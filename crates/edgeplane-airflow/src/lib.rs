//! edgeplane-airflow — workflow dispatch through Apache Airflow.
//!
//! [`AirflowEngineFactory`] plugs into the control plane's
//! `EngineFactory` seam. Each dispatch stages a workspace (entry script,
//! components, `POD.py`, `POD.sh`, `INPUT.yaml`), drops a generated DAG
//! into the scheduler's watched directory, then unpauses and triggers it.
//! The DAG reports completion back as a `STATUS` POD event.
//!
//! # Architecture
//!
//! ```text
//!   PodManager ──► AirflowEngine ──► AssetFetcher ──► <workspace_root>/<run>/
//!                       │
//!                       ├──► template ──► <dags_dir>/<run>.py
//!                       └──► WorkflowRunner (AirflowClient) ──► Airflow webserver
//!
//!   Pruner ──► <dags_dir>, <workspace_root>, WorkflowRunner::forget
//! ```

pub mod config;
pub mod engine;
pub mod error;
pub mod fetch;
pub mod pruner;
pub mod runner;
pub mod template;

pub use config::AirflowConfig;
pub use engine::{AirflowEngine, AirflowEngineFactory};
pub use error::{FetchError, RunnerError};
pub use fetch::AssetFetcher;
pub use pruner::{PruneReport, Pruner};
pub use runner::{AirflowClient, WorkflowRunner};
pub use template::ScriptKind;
● ● ● ● ●
* [Work request]:
Lines from the one holding "The DAG reports" through the end of the material above should be output exactly, and all others skipped.

* [Solved exercise]:
//! The DAG reports completion back as a `STATUS` POD event.
//!
//! # Architecture
//!
//! ```text
//!   PodManager ──► AirflowEngine ──► AssetFetcher ──► <workspace_root>/<run>/
//!                       │
//!                       ├──► template ──► <dags_dir>/<run>.py
//!                       └──► WorkflowRunner (AirflowClient) ──► Airflow webserver
//!
//!   Pruner ──► <dags_dir>, <workspace_root>, WorkflowRunner::forget
//! ```

pub mod config;
pub mod engine;
pub mod error;
pub mod fetch;
pub mod pruner;
pub mod runner;
pub mod template;

pub use config::AirflowConfig;
pub use engine::{AirflowEngine, AirflowEngineFactory};
pub use error::{FetchError, RunnerError};
pub use fetch::AssetFetcher;
pub use pruner::{PruneReport, Pruner};
pub use runner::{AirflowClient, WorkflowRunner};
pub use template::ScriptKind;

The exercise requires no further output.